Does anyone have a easy or somewhat easy solution for creating double line and tripple line rhinestone text? I have CorelDraw, StoneCut Pro, GemMaster and Sierra HotFix. 

I can get it done as a fill in some fonts, but as soon as I manipulate the height or width, I run into problems.

See attached pic.


----------



## DivineBling (Sep 14, 2010)

What is the problem you're running into? Both of those letters look fine to me.


----------



## diana13t (Mar 11, 2009)

I made them by hand having to manipulate each line. Depending on what program I'm using, if I type the text and want the height to be 2.5", the text might come out to 23" wide. If I Fill or sometimes Outline the text it might come out fine. But if I squeeze the text in before or after I rhinestone it to about 9", it gets messed up. I'm trying different porcedures in all the different programs, but I can find a way to make it somewhat simplified. And there may not be a simple way?!?


----------



## DivineBling (Sep 14, 2010)

Are you manipulating the text before you try to stone it? Another solution would be to find a font that is already taller and narrower. 

Even with prestoned fonts, I have to sort through them when looking for one that will give me a good width for the text I'm using.


----------



## diana13t (Mar 11, 2009)

I'm doing it both ways. Sometimes I adjust the text before adding rhinestones and sometimes after. I've tried Arial Narrow and some other and if the text is too big, it is still pretty far apart. I been doing it will A LOT of editing, I just didn't know if I was missing some trick.


----------



## RhinestoneFetish (May 8, 2009)

Diana,
The way I do it in sierra is use the vector text.
1. type in your text.
2. size it using the layout function
3. do your convert to hot fix - fill option
4. adjust the individual vector lines that appear in between the stone lines. I just move the nodes around till the stones go where I like them.

This seems to give me nice fills with maybe having to move one or two around.

I run into the isuue with the narrow text all the time. I try to explain that when something is wordy or just has a lot of letters you cannot always triple line it or it would have to be way to long to get enough resolution to read it clearly. Hope that helped.

I recommend the new rhinestone font packs from sierra too. They are great and I use them all the time. They sent out an email special a few weeks back that I took advantage of so I got 30 new ready to go fonts


----------



## bek416 (May 12, 2012)

If you adjust the size of the text after you add stones, in CorelDraw for instance....it makes the dots bigger. Am I wrong in thinking that just totally screws up the template?


----------



## diana13t (Mar 11, 2009)

RhinestoneFetish said:


> Diana,
> The way I do it in sierra is use the vector text.
> 1. type in your text.
> 2. size it using the layout function
> ...


 
Thanks for you help, I think I get too use to using the Hot Fix text now instead of using the vector text but I'll check all that out again. I bought the big 30 pack too and love it!!! 
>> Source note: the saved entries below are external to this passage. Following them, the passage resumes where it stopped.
struct WorkspaceState {
    next_object_id: ObjectId,
    epoch_seq: u64,
    data_tail: u64,
    version_index_ptr: u64,
    root_object_id: Option<ObjectId>,
    version_index: VersionIndex,
}

struct WorkspaceInner {
    state: Mutex<WorkspaceState>,
    identity: Mutex<IdentityMap>,
    dirty: Arc<Mutex<DirtySet>>,
    data_log: Mutex<Box<dyn Log>>,
    meta_log: Option<Mutex<Box<dyn LogSink>>>,
    loader: Option<Arc<dyn ObjectLoader>>,
}

/// Handle to a journal workspace
#[derive(Clone)]
pub struct Workspace {
    inner: Arc<WorkspaceInner>,
}

impl Workspace {
    /// Fresh workspace: next id 16, no loader, in-memory data log
    pub fn new() -> Self {
        WorkspaceBuilder::new().assemble(
            ObjectId::FIRST_USER,
            Box::new(MemoryLog::new()),
            VersionIndex::new(),
        )
    }

    /// Create a builder for workspace configuration.
    ///
    /// # Example
    ///
    /// ```
    /// use statejournal_engine::Workspace;
    ///
    /// let ws = Workspace::builder().next_object_id(100).build().unwrap();
    /// assert_eq!(ws.next_object_id().get(), 100);
    /// ```
    pub fn builder() -> WorkspaceBuilder {
        WorkspaceBuilder::new()
    }

    /// Reopen over a data log at a recovered state
    ///
    /// Objects are loaded from the log on demand.
    pub fn open(data_log: SharedLog, info: &RecoveryInfo) -> Result<Self> {
        Self::open_with(data_log, None, info)
    }

    /// Recover both logs, then reopen over them
    ///
    /// Torn or uncommitted bytes are cut from both logs first. Later commits
    /// append meta records to `meta_log`.
    pub fn open_logs(data_log: SharedLog, meta_log: SharedLog) -> Result<Self> {
        let info = {
            let mut meta = meta_log.lock();
            let mut data = data_log.lock();
            recover_logs(&mut meta, &mut data)?
        };
        Self::open_with(data_log, Some(meta_log), &info)
    }

    fn open_with(
        data_log: SharedLog,
        meta_log: Option<SharedLog>,
        info: &RecoveryInfo,
    ) -> Result<Self> {
        let loader = LogObjectLoader::new(data_log.clone(), info.version_index_ptr)?;
        let mut builder = Self::builder()
            .recovered(info)
            .log(data_log)
            .loader(loader);
        if let Some(meta) = meta_log {
            builder = builder.meta_log(meta);
        }
        builder.build()
    }

    // ========================================================================
    // Objects
    // ========================================================================

    /// Create a new object with the next ObjectId
    ///
    /// The object starts TransientDirty and is registered in both the
    /// identity map and the dirty set.
    pub fn create_object<T: DurableType>(&self) -> Result<Shared<T>> {
        let object_id = {
            let mut state = self.inner.state.lock();
            let id = state.next_object_id;
            if id.get() == u64::MAX {
                return Err(Error::InvalidOperation(
                    "object id space exhausted".to_string(),
                ));
            }
            state.next_object_id = id.next();
            id
        };

        let shared = Arc::new(RwLock::new(T::new_transient(object_id)));
        let cell = ObjectCell::from_shared(shared.clone());
        shared
            .write()
            .attach_notifier(DirtyNotifier::new(&self.inner.dirty, &cell));
        self.inner.identity.lock().add(&cell)?;
        self.inner.dirty.lock().add(cell);

        debug!(object_id = %object_id, type_name = T::TYPE_NAME, "Created object");
        Ok(shared)
    }

    /// Resolve `object_id` as a `T`
    ///
    /// A resident instance is returned as is. Otherwise the loader is asked;
    /// its errors propagate unchanged. Loaded objects join the identity map
    /// but not the dirty set.
    pub fn load_object<T: DurableType>(&self, object_id: ObjectId) -> Result<Shared<T>> {
        let resident = self.inner.identity.lock().try_get(object_id);
        if let Some(cell) = resident {
            return cell.downcast::<T>();
        }

        let loader = self
            .inner
            .loader
            .as_ref()
            .ok_or(Error::ObjectNotFound { object_id })?;
        let cell = loader.load(object_id)?;
        if cell.object_id() != object_id {
            return Err(Error::Internal(format!(
                "loader returned object {} when asked for {}",
                cell.object_id(),
                object_id
            )));
        }
        let typed = cell.downcast::<T>()?;

        let mut identity = self.inner.identity.lock();
        if let Some(existing) = identity.try_get(object_id) {
            return existing.downcast::<T>();
        }
        typed
            .write()
            .attach_notifier(DirtyNotifier::new(&self.inner.dirty, &cell));
        identity.add(&cell)?;

        debug!(object_id = %object_id, type_name = T::TYPE_NAME, "Loaded object");
        Ok(typed)
    }

    /// Record the root object carried by later commits
    pub fn set_root(&self, object_id: ObjectId) {
        self.inner.state.lock().root_object_id = Some(object_id);
    }

    /// Root object, if one was set or recovered
    pub fn root_object_id(&self) -> Option<ObjectId> {
        self.inner.state.lock().root_object_id
    }

    // ========================================================================
    // Commit
    // ========================================================================

    /// Phase one: write every changed object to the data log
    ///
    /// No object's committed state changes. A context that is never
    /// finalized is abandoned; the next prepare starts over.
    pub fn prepare_commit(&self) -> Result<CommitContext> {
        let mut state = self.inner.state.lock();
        let mut log = self.inner.data_log.lock();
        state.version_index.discard_changes();

        let dirty = self.inner.dirty.lock().get_all();
        let mut context = CommitContext::new(
            state.epoch_seq + 1,
            state.data_tail,
            state.version_index_ptr,
            state.root_object_id,
        );

        if let Err(e) = write_changes(&mut state, &mut **log, dirty, &mut context) {
            state.version_index.discard_changes();
            warn!(epoch_seq = context.epoch_seq, error = %e, "Prepare commit failed");
            return Err(e);
        }

        debug!(
            epoch_seq = context.epoch_seq,
            dirty = context.captured.len(),
            written = context.written_records.len(),
            "Prepared commit"
        );
        Ok(context)
    }

    /// Phase two: apply a prepared context
    ///
    /// Every captured object folds the diff prepare wrote for it. Objects
    /// edited since prepare keep those edits pending and stay in the dirty
    /// set; the rest leave it. The watermarks advance to the context's
    /// values.
    pub fn finalize_commit(&self, context: &mut CommitContext) -> Result<()> {
        let mut state = self.inner.state.lock();
        if context.epoch_seq != state.epoch_seq + 1 {
            return Err(Error::InvalidOperation(format!(
                "commit context for epoch {} does not follow epoch {}",
                context.epoch_seq, state.epoch_seq
            )));
        }

        for captured in context.captured.drain(..) {
            let still_dirty = {
                let mut object = captured.cell.write();
                if object.state() == DurableObjectState::Detached {
                    false
                } else {
                    let diff = match captured.written {
                        Some(index) => context.written_records[index].diff_payload.as_slice(),
                        None => EMPTY_DIFF,
                    };
                    object.on_diff_committed(diff)?;
                    object.state().is_dirty()
                }
            };
            if still_dirty {
                debug!(
                    object_id = %captured.cell.object_id(),
                    "Object changed after prepare, keeping it dirty"
                );
            } else {
                self.inner.dirty.lock().remove(captured.cell.object_id());
            }
        }

        state.version_index.on_commit_succeeded()?;
        state.epoch_seq = context.epoch_seq;
        state.data_tail = context.data_tail;
        state.version_index_ptr = context.version_index_ptr;
        drop(state);

        if let Some(loader) = &self.inner.loader {
            loader.on_commit(context);
        }
        info!(
            epoch_seq = context.epoch_seq,
            records = context.written_records.len(),
            data_tail = context.data_tail,
            version_index_ptr = context.version_index_ptr,
            "Commit finalized"
        );
        Ok(())
    }

    /// Prepare, record the commit point, finalize
    ///
    /// Always advances `epoch_seq`, even with nothing to write.
    pub fn commit(&self) -> Result<CommitContext> {
        let mut context = self.prepare_commit()?;

        if let Some(meta_log) = &self.inner.meta_log {
            let next_object_id = self.inner.state.lock().next_object_id;
            let record = context.build_meta_commit_record(next_object_id);
            let appended = record
                .encode()
                .and_then(|body| meta_log.lock().append(FrameTag::META_COMMIT, &body));
            if let Err(e) = appended {
                self.inner.state.lock().version_index.discard_changes();
                warn!(epoch_seq = context.epoch_seq, error = %e, "Meta record write failed");
                return Err(e);
            }
        }

        self.finalize_commit(&mut context)?;
        Ok(context)
    }

    // ========================================================================
    // Accessors
    // ========================================================================

    /// Next id `create_object` will hand out
    pub fn next_object_id(&self) -> ObjectId {
        self.inner.state.lock().next_object_id
    }

    /// Number of completed commits
    pub fn epoch_seq(&self) -> u64 {
        self.inner.state.lock().epoch_seq
    }

    /// Data log length at the last commit
    pub fn data_tail(&self) -> u64 {
        self.inner.state.lock().data_tail
    }

    /// Position of the last committed version index
    pub fn version_index_ptr(&self) -> u64 {
        self.inner.state.lock().version_index_ptr
    }

    /// Latest committed version position of `object_id`
    pub fn version_of(&self, object_id: ObjectId) -> Result<Option<u64>> {
        self.inner.state.lock().version_index.get(object_id)
    }

    /// Objects with uncommitted state
    pub fn dirty_count(&self) -> usize {
        self.inner.dirty.lock().len()
    }

    /// Whether `object_id` is in the dirty set
    pub fn is_dirty(&self, object_id: ObjectId) -> bool {
        self.inner.dirty.lock().contains(object_id)
    }

    /// Identity map entries, dead ones included
    pub fn cached_count(&self) -> usize {
        self.inner.identity.lock().len()
    }

    /// Evict dead identity map entries, returning how many were removed
    pub fn cleanup(&self) -> usize {
        self.inner.identity.lock().cleanup()
    }

    /// Release the dirty set's strong references
    ///
    /// Uncommitted edits of objects no longer referenced elsewhere are lost.
    pub fn dispose(&self) {
        let mut dirty = self.inner.dirty.lock();
        if !dirty.is_empty() {
            debug!(dirty = dirty.len(), "Disposing workspace with uncommitted objects");
        }
        dirty.clear();
    }
}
Are there any fonts that you've found really work well for what I'm looking for and just for fills in general?


----------



## diana13t (Mar 11, 2009)

bek416 said:


> If you adjust the size of the text after you add stones, in CorelDraw for instance....it makes the dots bigger. Am I wrong in thinking that just totally screws up the template?


Yes, that would mess up the size of the stones.

In Sierra Hot Fix, you can adjust the size of a design and it keeps the size of the stones. It will just add or delete stones depending on if you go bigger or smaller.


----------